Bringing fair trade to artisanal gold mining

A Swiss-sponsored responsible mining initiative is offering artisanal gold miners direct access to markets, better environmental respect and more transparency. swissinfo.ch investigates whether the Better Gold Initiative (BGI) can live up to its promises.

A Swiss-sponsored responsible mining initiative is offering artisanal gold miners direct access to markets, better environmental respect and more transparency. swissinfo.ch investigates whether the Better Gold Initiative (BGI) can live up to its promises.

Feliciano Quispe arrived in the coastal desert in 1988 with only a backpack, a shovel, a compass and a water bottle. The Peruvian economy was a shambles at that time and Quispe needed work. So he began to look for gold.
 
«I didn’t have anything, not even a bicycle to move around,» he explained. «We had to live in the desert, in a hole or a cave.»
 
Together with a few other pioneering miners, he began by selling a few kilos of ore to refiners.
 
Quispe, now the general manager of the Españolita mine in the southern desert, some 600 kilometres south of the capital, Lima, recalled how together with 47 other artisanal miners, he founded a small mining company, after feeling cheated by gold ore buyers.
 
The cooperative mine now processes its own gold, about 14 kilograms (kg) a month.

Cutting out middlemen

Españolita, or Medsursa as the company is also known, expects to soon begin supplying the BGI. It’s the latest responsible gold project formed through an alliance between Switzerland’s State Secretariat for Economic Affairs (SECO) and the Swiss Better Gold Association, a group of major refiners and jewellers, alongside Max Havelaar Switzerland, a fair trade organisation.
 
The programme aims at bringing gold miners closer to customers in Switzerland, thus offering producers better prices through the elimination of intermediaries, and creating greater transparency and traceability of the mineral for the end buyer. It also promises miners access to special funds as well as financing for sustainable development projects.
 
Switzerland’s involvement in the initiative stems from its key role in the international gold trade, with some 70% of all gold globally transiting through the country. And gold represents 97% of Swiss exports from Peru, the world’s fifth largest producer of the metal.
 
According to official Peruvian statistics, 190 tons were exported from Peru to Switzerland in 2011.
 
But so far only a small amount of that – about 50kg – was exported from the programme’s first producer, Sotrami. Thomas Hentschel, BGI director, says though his expectation is to reach two to three tons annually in four to five years.
 
Christoph Wiedmer, director of the Bern-based Society for Threatened Peoples, praised BGI’s work on the chain of custody and for its focus on specific producers, but added that it was a very niche market and the initiative needed greater funding than the initial CHF2.9 million.

Ethics cost

One problem for end buyers interested in clean gold is that there are a number of certification programmes – not just the BGI – and a limited supply of certified gold.
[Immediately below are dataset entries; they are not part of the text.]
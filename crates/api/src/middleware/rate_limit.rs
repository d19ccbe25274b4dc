//! Rate limiting middleware using Redis
//!
//! Fixed-window counters keyed `rl:{path}:{ip}`. Redis being down never
//! blocks traffic: counter failures log and let the request through.

use axum::{
    body::Body,
    extract::State,
    http::Request,
    middleware::Next,
    response::{IntoResponse, Response},
};
use redis::AsyncCommands;

use crate::error::ApiError;
use crate::state::AppState;

/// Rate limit configuration
#[derive(Clone, Copy, Debug)]
pub struct RateLimitConfig {
    /// Max requests per window
    pub max_requests: u32,
    /// Window duration in seconds
    pub window_secs: u64,
}

impl RateLimitConfig {
    /// Lobby create/join: 10 per minute.
    pub const LOBBY: Self = Self { max_requests: 10, window_secs: 60 };

    /// Avatar reads: 3 per minute.
    pub const AVATAR: Self = Self { max_requests: 3, window_secs: 60 };
}

/// Extract client IP from request, checking X-Forwarded-For header
fn get_client_ip(request: &Request<Body>) -> String {
    if let Some(forwarded) = request.headers().get("x-forwarded-for")
        && let Ok(value) = forwarded.to_str()
        && let Some(ip) = value.split(',').next()
    {
        return ip.trim().to_string();
    }

    if let Some(real_ip) = request.headers().get("x-real-ip")
        && let Ok(value) = real_ip.to_str()
    {
        return value.to_string();
    }

    "unknown".to_string()
}

/// Lobby-endpoint rate limit (10/min per IP).
pub async fn rate_limit_lobby(
    State(state): State<AppState>,
    request: Request<Body>,
    next: Next,
) -> Response {
    rate_limit_with_config(state, RateLimitConfig::LOBBY, request, next).await
}

/// Avatar-endpoint rate limit (3/min per IP).
pub async fn rate_limit_avatar(
    State(state): State<AppState>,
    request: Request<Body>,
    next: Next,
) -> Response {
    rate_limit_with_config(state, RateLimitConfig::AVATAR, request, next).await
}

async fn rate_limit_with_config(
    state: AppState,
    config: RateLimitConfig,
    request: Request<Body>,
    next: Next,
) -> Response {
    let ip = get_client_ip(&request);
    let path = request.uri().path();
    let key = format!("rl:{path}:{ip}");

    let mut conn = match state.redis().get_multiplexed_async_connection().await {
        Ok(conn) => conn,
        Err(e) => {
            tracing::error!(error = %e, "Failed to get Redis connection for rate limiting");
            return next.run(request).await;
        }
    };

    let count: u32 = match conn.incr(&key, 1).await {
        Ok(count) => count,
        Err(e) => {
            tracing::error!(error = %e, key = %key, "Failed to increment rate limit counter");
            return next.run(request).await;
        }
    };

    // Window opens with the first request.
    if count == 1
        && let Err(e) = conn.expire::<_, ()>(&key, config.window_secs as i64).await
    {
        tracing::error!(error = %e, key = %key, "Failed to set rate limit expiry");
    }

    if count > config.max_requests {
        tracing::warn!(ip = %ip, key = %key, count, "Rate limit exceeded");
        return ApiError::RateLimited.into_response();
    }

    next.run(request).await
}
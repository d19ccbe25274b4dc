//! Player rank ladder
//!
//! Ranks are derived from XP: the highest threshold less than or equal to the
//! player's XP wins. The table is ordered by ascending threshold.

/// `(inclusive lower XP bound, rank name)` in ascending order.
pub const RANKS: [(i32, &str); 9] = [
    (0, "Ashborn"),
    (100, "Fog Runner"),
    (300, "Tin Sight"),
    (600, "Brass Deceiver"),
    (1000, "Steel Pusher"),
    (1600, "Iron Puller"),
    (2500, "Atium Shadow"),
    (4000, "Mistborn"),
    (6500, "Lord Mistborn"),
];

/// Rank every new player starts at.
pub const DEFAULT_RANK: &str = RANKS[0].1;

/// Resolve the rank name for an XP value.
pub fn rank_for_xp(xp: i32) -> &'static str {
    RANKS
        .iter()
        .rev()
        .find(|(threshold, _)| xp >= *threshold)
        .map(|(_, name)| *name)
        .unwrap_or(DEFAULT_RANK)
}

#[cfg(test)]
mod tests {
    use super::*;

    #[test]
    fn test_thresholds_are_inclusive() {
        assert_eq!(rank_for_xp(0), "Ashborn");
        assert_eq!(rank_for_xp(99), "Ashborn");
        assert_eq!(rank_for_xp(100), "Fog Runner");
        assert_eq!(rank_for_xp(6500), "Lord Mistborn");
        assert_eq!(rank_for_xp(1_000_000), "Lord Mistborn");
    }

    #[test]
    fn test_negative_xp_falls_back_to_first_rank() {
        assert_eq!(rank_for_xp(-50), "Ashborn");
    }

    #[test]
    fn test_every_threshold_maps_to_its_own_rank() {
        for (threshold, name) in RANKS {
            assert_eq!(rank_for_xp(threshold), name);
            assert_eq!(rank_for_xp(threshold + 1), name);
        }
    }

    #[test]
    fn test_win_reward_crosses_first_threshold() {
        // 95 XP + 50 (win) + 10 (participation) lands in Fog Runner
        assert_eq!(rank_for_xp(95), "Ashborn");
        assert_eq!(rank_for_xp(95 + 50), "Fog Runner");
    }
}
While it is estimated that 15-25% of gold worldwide comes from artisanal and small miners, Fairtrade activist Greg Valerio, told swissinfo.ch that only 600kg annually originates from Fairtrade and Fairmined sources.
 
«Everyone is fighting over the same stuff,» Assheton Carter, an expert on responsible gold, explained. «The big [jewellery] brands take a lot of gold – tons rather than ounces – and that comes from the four major [Swiss] refineries, who have a high quality product that the brands want.»
 
He says jewellers «don’t want to make claims that what they sell is green or fair [since] the public will ask what percentage of the product is actually fair trade».
 
Costs involved in the responsible gold supply chain are another issue. Until the BGI was launched, purchases of certified fair trade gold had been complicated by the steep premiums charged to buyers, to up to 25% above the international gold spot price, according to Carter.
 
The BGI’s launch in November comes just months before the Peruvian government’s programme to certify small-scale miners enters into effect and amidst a growing polemic within the gold industry over its environmental footprint, as well as concern over health and labour issues.

Bettering the gold supply

Lima, which will host the COP20 climate change conference in November 2015, has given informal miners until April to concord with environmental, social and fiscal measures or face sanctions.
 
Peru estimates that there were 100,000 illegal miners before the process was started two years ago. Widespread deforestation, mercury pollution, alleged people trafficking and forced labour practices are amongst the issues generated by illegal mining that the formalisation process wants to curb.
 
In the southeastern jungle region of Madre de Dios, the government is expected to come down particularly hard on illegal miners due to wide-ranging environmental damage that was brought to the public’s attention by the Carnegie Institute in October.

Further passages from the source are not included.